Statistical analysis was limited to calculation of mean density value for dosing.

Key result

Sex:

female

Dose descriptor:

LD50

Effect level:

> 2 000 mg/kg bw

Based on:

test mat.

Mortality:

All animals survived test substance administration.

Clinical signs:

other:

Body weight:

lower than 10% body weight loss

Remarks:

All animals gained weight during the study.

Gross pathology:

No gross abnormalities noted for any animals when necropsied at conclusion of 14-day observation period.

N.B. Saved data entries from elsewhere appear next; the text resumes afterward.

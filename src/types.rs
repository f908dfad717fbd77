//! Core types for the Zuul configuration index.
//!
//! This module defines the data model shared by every layer:
//! - Source locations of scalar values
//! - The recursive attribute tree of a job or template
//! - Job and project-template records produced by the parser

use serde::{Deserialize, Serialize};
use std::path::{Path, PathBuf};
use thiserror::Error;

/// Top-level key holding a job's name.
pub const NAME_KEY: &str = "name";
/// Top-level key holding a job's parent.
pub const PARENT_KEY: &str = "parent";

// ============================================================================
// Locations
// ============================================================================

/// Location of one scalar occurrence in a source file.
///
/// Lines and columns are zero-based. Columns count characters, byte offsets
/// are absolute within the file.
#[derive(Debug, Clone, PartialEq, Eq, Hash, Serialize, Deserialize)]
pub struct Location {
    pub value: String,
    pub file: PathBuf,
    pub line: usize,
    pub indentation: usize,
    pub start_col: usize,
    pub end_col: usize,
    pub start_byte: usize,
    pub end_byte: usize,
}

impl Location {
    /// Whether the (line, column) point falls inside this location.
    ///
    /// The end column is inclusive so a cursor placed right after the
    /// value still counts, matching editor word-range behaviour.
    pub fn contains(&self, line: usize, col: usize) -> bool {
        self.line == line && self.start_col <= col && col <= self.end_col
    }

    /// Two locations describe the same occurrence when value, line and
    /// indentation agree.
    pub fn same_occurrence(&self, other: &Location) -> bool {
        self.value == other.value
            && self.line == other.line
            && self.indentation == other.indentation
    }
}

/// Collapse consecutive locations describing the same occurrence.
pub fn dedup_locations(locations: Vec<Location>) -> Vec<Location> {
    let mut out: Vec<Location> = Vec::with_capacity(locations.len());
    for loc in locations {
        if out.last().is_some_and(|prev| prev.same_occurrence(&loc)) {
            continue;
        }
        out.push(loc);
    }
    out
}

// ============================================================================
// Attributes
// ============================================================================

/// Attribute tree under a job or template.
///
/// Sequences are represented as groups keyed by item index ("0", "1", ...).
#[derive(Debug, Clone, PartialEq, Eq, Serialize, Deserialize)]
pub enum AttributeNode {
    Scalar(String),
    Group(Vec<(String, AttributeNode)>),
}

impl AttributeNode {
    pub fn as_scalar(&self) -> Option<&str> {
        match self {
            Self::Scalar(s) => Some(s),
            Self::Group(_) => None,
        }
    }

    pub fn as_group(&self) -> Option<&[(String, AttributeNode)]> {
        match self {
            Self::Scalar(_) => None,
            Self::Group(entries) => Some(entries),
        }
    }

    /// Look up a direct child by key.
    pub fn get(&self, key: &str) -> Option<&AttributeNode> {
        self.as_group()
            .and_then(|entries| entries.iter().find(|(k, _)| k == key).map(|(_, v)| v))
    }

    /// Flatten into dotted-path leaves appended to `out`.
    pub fn flatten_into(&self, prefix: &str, out: &mut Vec<(String, String)>) {
        match self {
            Self::Scalar(value) => out.push((prefix.to_string(), value.clone())),
            Self::Group(entries) => flatten_entries(entries, prefix, out),
        }
    }
}

/// Flatten a group's entries into dotted-path leaves.
pub fn flatten_entries(
    entries: &[(String, AttributeNode)],
    prefix: &str,
    out: &mut Vec<(String, String)>,
) {
    for (key, node) in entries {
        let path = if prefix.is_empty() {
            key.clone()
        } else {
            format!("{prefix}.{key}")
        };
        node.flatten_into(&path, out);
    }
}

/// Whether a group key was produced from a sequence index.
pub fn is_index_key(key: &str) -> bool {
    !key.is_empty() && key.bytes().all(|b| b.is_ascii_digit())
}

fn top_level_scalar<'a>(entries: &'a [(String, AttributeNode)], key: &str) -> Option<&'a str> {
    entries
        .iter()
        .find(|(k, _)| k == key)
        .and_then(|(_, v)| v.as_scalar())
}

/// Location of `value` written right after `key` on the same line, falling
/// back to the first location carrying `value`.
fn keyed_location<'a>(locations: &'a [Location], key: &str, value: &str) -> Option<&'a Location> {
    locations
        .windows(2)
        .find(|pair| pair[0].value == key && pair[1].value == value && pair[0].line == pair[1].line)
        .map(|pair| &pair[1])
        .or_else(|| locations.iter().find(|loc| loc.value == value))
}

fn leaf_location_index(locations: &[Location], key: &str, value: &str) -> Option<usize> {
    if is_index_key(key) {
        return locations.iter().position(|loc| loc.value == value);
    }
    locations
        .windows(2)
        .position(|pair| pair[0].value == key && pair[1].value == value)
        .map(|i| i + 1)
}

// ============================================================================
// Errors
// ============================================================================

/// Errors raised when accessing required job data.
#[derive(Debug, Clone, PartialEq, Eq, Error)]
pub enum JobError {
    #[error("job in {} is missing required attribute `{attribute}`", file.display())]
    MissingAttribute {
        attribute: &'static str,
        file: PathBuf,
    },
}

// ============================================================================
// Jobs
// ============================================================================

/// A job definition parsed from one `- job:` mapping.
#[derive(Debug, Clone, PartialEq, Eq, Serialize, Deserialize)]
pub struct Job {
    source_file: PathBuf,
    /// Root attribute group of the job mapping.
    attributes: Vec<(String, AttributeNode)>,
    locations: Vec<Location>,
}

impl Job {
    pub fn new(
        source_file: PathBuf,
        attributes: Vec<(String, AttributeNode)>,
        locations: Vec<Location>,
    ) -> Self {
        Self {
            source_file,
            attributes,
            locations,
        }
    }

    pub fn source_file(&self) -> &Path {
        &self.source_file
    }

    /// The job's `name`. Jobs without one are accepted by the parser and only
    /// fail here.
    pub fn name(&self) -> Result<&str, JobError> {
        top_level_scalar(&self.attributes, NAME_KEY).ok_or_else(|| JobError::MissingAttribute {
            attribute: NAME_KEY,
            file: self.source_file.clone(),
        })
    }

    pub fn parent(&self) -> Option<&str> {
        top_level_scalar(&self.attributes, PARENT_KEY)
    }

    pub fn attributes(&self) -> &[(String, AttributeNode)] {
        &self.attributes
    }

    pub fn attribute(&self, key: &str) -> Option<&AttributeNode> {
        self.attributes
            .iter()
            .find(|(k, _)| k == key)
            .map(|(_, v)| v)
    }

    /// Leaf attributes keyed by dotted path, in document order.
    pub fn flattened(&self) -> Vec<(String, String)> {
        let mut out = Vec::new();
        flatten_entries(&self.attributes, "", &mut out);
        out
    }

    pub fn locations(&self) -> &[Location] {
        &self.locations
    }

    /// Leaf attributes with the location of each value.
    ///
    /// Leaves and locations are both in document order, so each leaf takes
    /// the next unused occurrence of its value written right after its key.
    /// Sequence items have no key and take the next occurrence of the value.
    pub fn located_leaves(&self) -> Vec<(String, String, Option<&Location>)> {
        let mut cursor = 0;
        self.flattened()
            .into_iter()
            .map(|(path, value)| {
                let key = path.rsplit('.').next().unwrap_or(&path);
                let location = leaf_location_index(&self.locations[cursor..], key, &value)
                    .map(|i| {
                        cursor += i + 1;
                        &self.locations[cursor - 1]
                    });
                (path, value, location)
            })
            .collect()
    }

    /// First location whose value is exactly `value`.
    pub fn location_of(&self, value: &str) -> Option<&Location> {
        self.locations.iter().find(|loc| loc.value == value)
    }

    pub fn name_location(&self) -> Option<&Location> {
        let name = self.name().ok()?;
        keyed_location(&self.locations, NAME_KEY, name)
    }

    pub fn parent_location(&self) -> Option<&Location> {
        let parent = self.parent()?;
        keyed_location(&self.locations, PARENT_KEY, parent)
    }

    /// Whether any of the job's locations contains the point.
    pub fn contains(&self, line: usize, col: usize) -> bool {
        self.locations.iter().any(|loc| loc.contains(line, col))
    }

    /// Replace the collected locations with a refreshed set.
    pub fn attach_locations(&mut self, locations: Vec<Location>) {
        self.locations = dedup_locations(locations);
    }
}

// ============================================================================
// Project templates
// ============================================================================

/// A project-template: a named set of jobs run per pipeline.
#[derive(Debug, Clone, PartialEq, Eq, Serialize, Deserialize)]
pub struct ProjectTemplate {
    source_file: PathBuf,
    attributes: Vec<(String, AttributeNode)>,
    job_references: Vec<String>,
    locations: Vec<Location>,
}

impl ProjectTemplate {
    pub fn new(
        source_file: PathBuf,
        attributes: Vec<(String, AttributeNode)>,
        locations: Vec<Location>,
    ) -> Self {
        let job_references = collect_job_references(&attributes);
        Self {
            source_file,
            attributes,
            job_references,
            locations,
        }
    }

    pub fn source_file(&self) -> &Path {
        &self.source_file
    }

    pub fn name(&self) -> Option<&str> {
        top_level_scalar(&self.attributes, NAME_KEY)
    }

    pub fn attributes(&self) -> &[(String, AttributeNode)] {
        &self.attributes
    }

    /// Every job name the template runs, deduplicated, in first-seen order.
    pub fn job_references(&self) -> &[String] {
        &self.job_references
    }

    pub fn references(&self, job_name: &str) -> bool {
        self.job_references.iter().any(|j| j == job_name)
    }

    pub fn locations(&self) -> &[Location] {
        &self.locations
    }

    /// Located occurrences of a referenced job name.
    pub fn reference_locations(&self, job_name: &str) -> Vec<&Location> {
        if !self.references(job_name) {
            return Vec::new();
        }
        self.locations
            .iter()
            .filter(|loc| loc.value == job_name)
            .collect()
    }
}

/// Collect job names listed under `jobs` (pipeline) and `dependencies` groups
/// at any depth.
fn collect_job_references(entries: &[(String, AttributeNode)]) -> Vec<String> {
    let mut names = Vec::new();
    walk_for_job_lists(entries, &mut names);
    names
}

fn push_unique(names: &mut Vec<String>, name: &str) {
    if !name.is_empty() && !names.iter().any(|n| n == name) {
        names.push(name.to_string());
    }
}

fn walk_for_job_lists(entries: &[(String, AttributeNode)], names: &mut Vec<String>) {
    for (key, node) in entries {
        match (key.as_str(), node) {
            ("jobs" | "dependencies", AttributeNode::Scalar(name)) => push_unique(names, name),
            ("jobs" | "dependencies", AttributeNode::Group(items)) => {
                collect_job_list(items, names)
            }
            (_, AttributeNode::Group(children)) => walk_for_job_lists(children, names),
            _ => {}
        }
    }
}

/// Entries of a `jobs`/`dependencies` list: plain names, single-key mappings
/// `{job-name: {...}}`, or `{name: job-name, ...}` dependency objects.
fn collect_job_list(items: &[(String, AttributeNode)], names: &mut Vec<String>) {
    for (key, item) in items {
        if !is_index_key(key) {
            // Mapping form: `jobs: {job-a: {...}}`
            push_unique(names, key);
            if let AttributeNode::Group(config) = item {
                walk_for_job_lists(config, names);
            }
            continue;
        }
        match item {
            AttributeNode::Scalar(name) => push_unique(names, name),
            AttributeNode::Group(fields) => {
                if let Some(name) = top_level_scalar(fields, NAME_KEY) {
                    push_unique(names, name);
                    continue;
                }
                for (job_name, config) in fields {
                    push_unique(names, job_name);
                    if let AttributeNode::Group(config) = config {
                        walk_for_job_lists(config, names);
                    }
                }
            }
        }
    }
}

// ============================================================================
// Parse results
// ============================================================================

/// Everything parsed out of one source document.
#[derive(Debug, Clone, Default, PartialEq, Eq, Serialize, Deserialize)]
pub struct ParseResult {
    pub source_file: PathBuf,
    pub jobs: Vec<Job>,
    pub project_templates: Vec<ProjectTemplate>,
}

impl ParseResult {
    pub fn empty(source_file: PathBuf) -> Self {
        Self {
            source_file,
            ..Default::default()
        }
    }

    pub fn is_empty(&self) -> bool {
        self.jobs.is_empty() && self.project_templates.is_empty()
    }
}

Interpretation of results:

GHS criteria not met

Conclusions:

The acute oral LD50 of the test material > 2000 mg/kg of body weight in female rats.

Executive summary:

An acute oral toxicity test was conducted with rats to determine the potential for the test material to produce toxicity from a single dose via the oral route. An initial limit dose of 2000 mg/kg was administered to one healthy female rat by oral gavage. Due to the absence of mortality in this animal, four additional females received the same dose level, sequentially. Since these animals survived, no additional animals were tested. Females were selected for the test because they are frequently more sensitive to the toxicity of test compounds than males. All animals were observed for mortality, signs of gross toxicity, and behavioral changes at least once daily for 14 days after dosing. Body weights were recorded prior to administration (initial) and again on Days 7 and 14 (terminal) following dosing. Necropsies were performed on all animals at terminal sacrifice. All animals survived test substance administration, gained body weight, and appeared active and healthy during the study. There were no signs of gross toxicity, adverse clinical effects, or abnormal behavior. No gross abnormalities were noted for any of the animals when necropsied at the conclusion of the 14-day observation period. Under the conditions of this study, the acute oral LD50 of the test substance is greater than 2000 mg/kg of body weight in female rats.

Endpoint conclusion

Endpoint conclusion:

no adverse effect observed

Dose descriptor:

LD50

Value:

> 2 000 mg/kg bw

Quality of whole database:

Guideline, GLP study

Additional information

Justification for classification or non-classification

Based on the oral rat LD50 of > 2000 mg/kg, the substance does not need to be classified for acute oral toxicity according to EU Classification, Labelling and Packaging of Substances and Mixtures (CLP) Regulation (EC) No. 1272/2008.